In his recent Long Now talk (MP3 here), economist Paul Romer tells a story. In the early 1970s, China was stuck in a societal inertia after the death of Mao. However, right next door, Hong Kong (administered by the British) was a thriving city-state based on trade and innovative manufacturing. Chinese leaders decided to see if they could copy Hong Kong’s success on a limited scale, and set up four “Special Economic Zones” where foreign investment was encouraged and capitalism was unconstrained. The experiments were so successful economically that their rules soon more or less became the guiding principles of the Chinese miracle. As Romer says, “Hong Kong was the most successful economic development program in history.”

In many ways, the Global North is as hamstrung in the face of bright green challenges as China was in the face of capitalism. What if the answer is a sustainability and social innovation equivalent of China’s answers: a sort of “Special Innovation Zone”?

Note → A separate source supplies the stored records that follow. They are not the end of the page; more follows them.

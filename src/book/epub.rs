//! EPUB container access via the `epub` crate.

use crate::book::BookSource;
use crate::error::{AudiobookError, Result};
use ::epub::doc::EpubDoc;
use std::fs::File;
use std::io::BufReader;
use std::path::Path;

/// An opened EPUB file.
pub struct EpubBook {
    doc: EpubDoc<BufReader<File>>,
}

impl EpubBook {
    /// Open and index an EPUB container.
    ///
    /// # Errors
    ///
    /// Returns [`AudiobookError::BookOpen`] if the file is missing or is not
    /// a readable EPUB.
    pub fn open(path: &Path) -> Result<Self> {
        let doc = EpubDoc::new(path).map_err(|e| AudiobookError::BookOpen {
            path: path.display().to_string(),
            message: e.to_string(),
        })?;
        Ok(Self { doc })
    }
}

impl BookSource for EpubBook {
    fn title(&self) -> Option<String> {
        self.doc.mdata("title")
    }

    fn author(&self) -> Option<String> {
        self.doc.mdata("creator")
    }

    /// Spine documents in reading order. Non-XHTML spine items are skipped.
    fn documents(&mut self) -> Result<Vec<String>> {
        let mut documents = Vec::new();
        for i in 0..self.doc.get_num_pages() {
            if !self.doc.set_current_page(i) {
                continue;
            }
            if let Some((content, mime)) = self.doc.get_current_str()
                && mime.contains("html")
            {
                documents.push(content);
            }
        }
        Ok(documents)
    }
}
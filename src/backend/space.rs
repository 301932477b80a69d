//! Remote-managed backend: a Gradio app hosted on a HuggingFace Space.
//!
//! Spaces on paid hardware sleep when paused. Before the first chapter the
//! Space is restarted if needed and polled until it reports `RUNNING`;
//! after the last chapter it is paused again unless asked to stay warm.

use crate::backend::gradio::GradioClient;
use crate::backend::{AudioArtifact, Backend, BackendHandle, Released};
use crate::config::VoiceConfig;
use crate::error::{AudiobookError, Result};
use crate::output::{PipelineEvent, Reporter};
use std::fmt;
use std::time::Duration;
use tokio::time::Instant;

/// Runtime stage reported by the Hub.
#[derive(Debug, Clone, PartialEq, Eq)]
pub enum SpaceStage {
    Running,
    Paused,
    Stopped,
    /// Building, starting or otherwise moving between stages
    Transitioning(String),
    /// Build/runtime failure; waiting will not help
    Error(String),
}

impl SpaceStage {
    /// Parse a Hub stage tag such as `RUNNING` or `BUILD_ERROR`.
    pub fn parse(tag: &str) -> Self {
        match tag.trim().to_ascii_uppercase().as_str() {
            "RUNNING" => SpaceStage::Running,
            "PAUSED" => SpaceStage::Paused,
            "STOPPED" | "SLEEPING" => SpaceStage::Stopped,
            other if other.ends_with("ERROR") || other == "NO_APP_FILE" => {
                SpaceStage::Error(other.to_string())
            }
            other => SpaceStage::Transitioning(other.to_string()),
        }
    }

    pub fn needs_restart(&self) -> bool {
        matches!(self, SpaceStage::Paused | SpaceStage::Stopped)
    }
}

impl fmt::Display for SpaceStage {
    fn fmt(&self, f: &mut fmt::Formatter<'_>) -> fmt::Result {
        match self {
            SpaceStage::Running => write!(f, "RUNNING"),
            SpaceStage::Paused => write!(f, "PAUSED"),
            SpaceStage::Stopped => write!(f, "STOPPED"),
            SpaceStage::Transitioning(tag) | SpaceStage::Error(tag) => write!(f, "{tag}"),
        }
    }
}

/// Control plane of a Space: query, restart, pause.
#[async_trait::async_trait]
pub trait SpaceControl: Send + Sync {
    async fn stage(&self) -> Result<SpaceStage>;

    /// Request a restart and return the stage reported right after.
    async fn restart(&self) -> Result<SpaceStage>;

    async fn pause(&self) -> Result<()>;
}

/// Space control through the HuggingFace Hub REST API.
pub struct HubSpaceControl {
    client: reqwest::Client,
    hub_url: String,
    space_id: String,
    token: Option<String>,
}

impl HubSpaceControl {
    pub fn new(hub_url: &str, space_id: &str, token: Option<String>) -> Self {
        Self {
            client: reqwest::Client::new(),
            hub_url: hub_url.trim_end_matches('/').to_string(),
            space_id: space_id.to_string(),
            token,
        }
    }

    fn url(&self, action: &str) -> String {
        format!("{}/api/spaces/{}/{action}", self.hub_url, self.space_id)
    }

    fn authorized(&self, request: reqwest::RequestBuilder) -> reqwest::RequestBuilder {
        match &self.token {
            Some(token) => request.bearer_auth(token),
            None => request,
        }
    }

    async fn send_for_stage(&self, request: reqwest::RequestBuilder) -> Result<SpaceStage> {
        let response = self
            .authorized(request)
            .send()
            .await
            .map_err(|e| AudiobookError::BackendRequest {
                message: format!("Space {}: {e}", self.space_id),
            })?;

        if !response.status().is_success() {
            return Err(AudiobookError::BackendRequest {
                message: format!("Space {} returned status {}", self.space_id, response.status()),
            });
        }

        let body: serde_json::Value =
            response
                .json()
                .await
                .map_err(|e| AudiobookError::BackendRequest {
                    message: format!("Space {}: unreadable runtime info: {e}", self.space_id),
                })?;

        parse_runtime(&body).ok_or_else(|| AudiobookError::BackendRequest {
            message: format!("Space {}: runtime info has no stage", self.space_id),
        })
    }
}

/// Extract the stage from a Hub runtime document (`{"stage": "RUNNING", ...}`).
pub fn parse_runtime(body: &serde_json::Value) -> Option<SpaceStage> {
    body.get("stage")
        .and_then(|v| v.as_str())
        .map(SpaceStage::parse)
}

#[async_trait::async_trait]
impl SpaceControl for HubSpaceControl {
    async fn stage(&self) -> Result<SpaceStage> {
        self.send_for_stage(self.client.get(self.url("runtime"))).await
    }

    async fn restart(&self) -> Result<SpaceStage> {
        self.send_for_stage(self.client.post(self.url("restart"))).await
    }

    async fn pause(&self) -> Result<()> {
        self.send_for_stage(self.client.post(self.url("pause")))
            .await
            .map(|_| ())
    }
}

/// Bring a Space to `RUNNING`, restarting it if it sleeps.
///
/// Polls every `interval` until `budget` is used up. Error stages fail at
/// once; nothing is retried. Returns the time spent waiting.
pub async fn wait_until_running(
    control: &dyn SpaceControl,
    interval: Duration,
    budget: Duration,
    reporter: &dyn Reporter,
) -> Result<Duration> {
    let start = Instant::now();
    let mut stage = control.stage().await?;

    if stage.needs_restart() {
        reporter.report(&PipelineEvent::BackendRestarting {
            stage: stage.to_string(),
        });
        stage = control.restart().await?;
    }

    loop {
        match stage {
            SpaceStage::Running => return Ok(start.elapsed()),
            SpaceStage::Error(tag) => return Err(AudiobookError::BackendFailed { stage: tag }),
            _ => {}
        }

        let waited = start.elapsed();
        if waited >= budget {
            return Err(AudiobookError::BackendTimeout {
                waited,
                last_stage: stage.to_string(),
            });
        }

        reporter.report(&PipelineEvent::BackendWaiting {
            stage: stage.to_string(),
            waited,
        });
        tokio::time::sleep(interval).await;
        stage = control.stage().await?;
    }
}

Imagine a place — perhaps a shrinking city, or a badly savaged brownfield neighborhood — where laws were set up to strip rules and regulations down to a do-no-harm minimum (maintaining criminal laws and protecting health, safety, workers’ rights and civil liberties, but perhaps limiting liability and certainly slashing red tape and delays) allowing for wild deviations from existing patterns for buildings, systems and operations. Imagine a free-fire zone for sustainable innovations, where new approaches could be iterated and tested rapidly, and, when they work, sent to proliferate outside the Zone. Conversely, some of the freedom might paradoxically come from imposing boundary limitations that can’t yet be made practical or survive politically outside the Zone, such as bans on broad classes of chemicals or strict greenhouse gas emissions limits.

There’s also an interesting comment from Sean FitzGerald:

And now I realise why I find WorldChanging so frustrating.

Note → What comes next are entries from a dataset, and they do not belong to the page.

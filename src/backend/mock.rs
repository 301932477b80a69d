//! Mock backend for tests and dry runs of the pipeline.
//!
//! Produces short silent WAV files (0.1 s per text line) so the assembler
//! sees real headers.

use crate::backend::{AudioArtifact, Backend, BackendHandle, Released};
use crate::config::VoiceConfig;
use crate::error::{AudiobookError, Result};
use crate::output::{PipelineEvent, Reporter};
use base64::Engine;
use std::io::Cursor;
use std::path::PathBuf;
use std::sync::{Arc, Mutex, MutexGuard};
use std::time::Duration;

/// Sample rate of generated audio.
pub const MOCK_SAMPLE_RATE: u32 = 16000;

#[derive(Debug, Default)]
struct MockState {
    ready_calls: usize,
    synthesized: Vec<String>,
    releases: Vec<bool>,
}

/// Read-only view of what a [`MockBackend`] was asked to do.
///
/// Stays valid after the backend moved into a pipeline.
#[derive(Debug, Clone, Default)]
pub struct MockProbe {
    state: Arc<Mutex<MockState>>,
}

impl MockProbe {
    fn lock(&self) -> MutexGuard<'_, MockState> {
        match self.state.lock() {
            Ok(guard) => guard,
            Err(poisoned) => poisoned.into_inner(),
        }
    }

    pub fn ready_calls(&self) -> usize {
        self.lock().ready_calls
    }

    /// Texts submitted for synthesis, in call order.
    pub fn synthesized(&self) -> Vec<String> {
        self.lock().synthesized.clone()
    }

    /// `keep_alive` argument of every release call.
    pub fn releases(&self) -> Vec<bool> {
        self.lock().releases.clone()
    }
}

pub struct MockBackend {
    scratch_dir: PathBuf,
    probe: MockProbe,
    fail_ready: bool,
    fail_on_call: Option<usize>,
    encoded: bool,
    handle: Option<BackendHandle>,
}

impl MockBackend {
    /// Create a mock that writes its audio into `scratch_dir`
    pub fn new(scratch_dir: impl Into<PathBuf>) -> Self {
        Self {
            scratch_dir: scratch_dir.into(),
            probe: MockProbe::default(),
            fail_ready: false,
            fail_on_call: None,
            encoded: false,
            handle: None,
        }
    }

    /// Configure the mock to never become ready
    pub fn with_ready_failure(mut self) -> Self {
        self.fail_ready = true;
        self
    }

    /// Configure the mock to fail the n-th synthesis call (1-based)
    pub fn with_failure_on_call(mut self, call: usize) -> Self {
        self.fail_on_call = Some(call);
        self
    }

    /// Return base64 payloads instead of files
    pub fn with_encoded_output(mut self) -> Self {
        self.encoded = true;
        self
    }

    pub fn probe(&self) -> MockProbe {
        self.probe.clone()
    }
}

/// Silent 16-bit mono WAV, 0.1 s per line of `text`.
pub fn silent_wav(text: &str) -> Result<Vec<u8>> {
    let lines = text.lines().count().max(1) as u32;
    let spec = hound::WavSpec {
        channels: 1,
        sample_rate: MOCK_SAMPLE_RATE,
        bits_per_sample: 16,
        sample_format: hound::SampleFormat::Int,
    };

    let mut buffer = Cursor::new(Vec::new());
    let mut writer = hound::WavWriter::new(&mut buffer, spec)
        .map_err(|e| AudiobookError::Other(format!("Failed to create WAV: {e}")))?;
    for _ in 0..lines * MOCK_SAMPLE_RATE / 10 {
        writer
            .write_sample(0i16)
            .map_err(|e| AudiobookError::Other(format!("Failed to write WAV: {e}")))?;
    }
    writer
        .finalize()
        .map_err(|e| AudiobookError::Other(format!("Failed to finalize WAV: {e}")))?;
    Ok(buffer.into_inner())
}

#[async_trait::async_trait]
impl Backend for MockBackend {
    fn name(&self) -> &str {
        "mock"
    }

    async fn ensure_ready(&mut self, reporter: &dyn Reporter) -> Result<BackendHandle> {
        self.probe.lock().ready_calls += 1;
        if let Some(handle) = &self.handle {
            return Ok(handle.clone());
        }
        if self.fail_ready {
            return Err(AudiobookError::BackendFailed {
                stage: "RUNTIME_ERROR".to_string(),
            });
        }

        let handle = BackendHandle {
            endpoint: "mock://tts".to_string(),
            voice_reference_url: None,
        };
        reporter.report(&PipelineEvent::BackendReady {
            endpoint: handle.endpoint.clone(),
            waited: Duration::ZERO,
        });
        self.handle = Some(handle.clone());
        Ok(handle)
    }

    async fn synthesize(
        &self,
        _handle: &BackendHandle,
        text: &str,
        _voice: &VoiceConfig,
    ) -> Result<AudioArtifact> {
        let call = {
            let mut state = self.probe.lock();
            state.synthesized.push(text.to_string());
            state.synthesized.len()
        };
        if self.fail_on_call == Some(call) {
            return Err(AudiobookError::BackendRequest {
                message: format!("mock synthesis failure on call {call}"),
            });
        }

        let audio = silent_wav(text)?;
        if self.encoded {
            return Ok(AudioArtifact::Encoded(
                base64::engine::general_purpose::STANDARD.encode(audio),
            ));
        }

        std::fs::create_dir_all(&self.scratch_dir)?;
        let path = self.scratch_dir.join(format!("mock-{call}.wav"));
        std::fs::write(&path, audio)?;
        Ok(AudioArtifact::File(path))
    }

    async fn release(&mut self, keep_alive: bool) -> Result<Released> {
        self.probe.lock().releases.push(keep_alive);
        match self.handle.take() {
            Some(_) if keep_alive => Ok(Released::KeptWarm),
            Some(_) => Ok(Released::Paused),
            None => Ok(Released::Nothing),
        }
    }
}
//! audiobooker - EPUB to chaptered M4B audiobooks
//!
//! Extracts chapters from an EPUB, narrates each one through a TTS backend
//! (a HuggingFace Space, a plain Gradio app, or a local voice-cloning
//! server) and binds the results into a single audiobook. Chapter audio is
//! kept on disk, so interrupted runs resume where they stopped.

// Enforce error handling discipline: propagate, never panic
#![warn(clippy::unwrap_used)]
#![warn(clippy::expect_used)]
#![warn(clippy::let_underscore_must_use)]

pub mod assemble;
pub mod backend;
pub mod book;
#[cfg(feature = "cli")]
pub mod cli;
pub mod config;
pub mod defaults;
pub mod error;
pub mod output;
pub mod pipeline;
pub mod synth;

// Composition root - needs everything
#[cfg(feature = "cli")]
pub mod app;

// Core traits (source → synthesize → assemble)
pub use assemble::ffmpeg::{CommandExecutor, SystemCommandExecutor};
pub use backend::Backend;
pub use book::BookSource;
pub use output::Reporter;

// Pipeline
pub use pipeline::{AfterBook, Pipeline, PipelineConfig};

// Error handling
pub use error::{AudiobookError, Result};

// Config
pub use config::Config;

/// Build version string with optional git commit hash.
///
/// Returns `"0.1.0+abc1234"` when git hash is available, `"0.1.0"` otherwise.
pub fn version_string() -> String {
    let version = env!("CARGO_PKG_VERSION");
    match option_env!("GIT_HASH") {
        Some(hash) if !hash.is_empty() => format!("{}+{}", version, hash),
        _ => version.to_string(),
    }
}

The biggest barriers to social innovation are values, belief systems and world views.

Until you have a transformation of consciousness at all levels of society – individual, community, business and government – those institutional, legal and regulatory barriers will stay in place.

WorldChanging keeps pumping out innovative technologies, processes and systems and all I can think is: “Great, but it will never be implemented in time to save civilisation unless *we* change.”

…

I keep hearing from the technological optimists “All we need to do is swap out oil-based transport for electrified transport” or “All we need to do is retrofit our urban environments into paragons of sustainability” or now, “All we need to do is change the regulations that are holding innovation back”.

But it’s not “All we need to do.” You skip right over the very important step of having to change people first (or concurrently, at least). Until we change people’s values the latest, greatest sustainability-enhancing widget, technological breakthrough or grand social plan will stay on the drawing board.

To which ‘Brad’ comments:

True, Sean, the institutional, legal and regulatory barriers Alex describes derive from values, belief systems and world views, and it is those that need to change.However, in order to change those, you need to be able to propose a constructive vision based on differing world views by way of example.

Which gets to the heart of why this seems like an interesting idea to me; it allows the development of new models.  I see a lot of potential pitfalls here, most of the ‘restrictive’ building codes cities adopt are responding to catastrophic failures in the past – throwing these out opens the door to all sorts of unanticipated consequences.  The chinese free zones that are mentioned had one enormous benefit; they were duplicating a model which had already been tried and shown to work.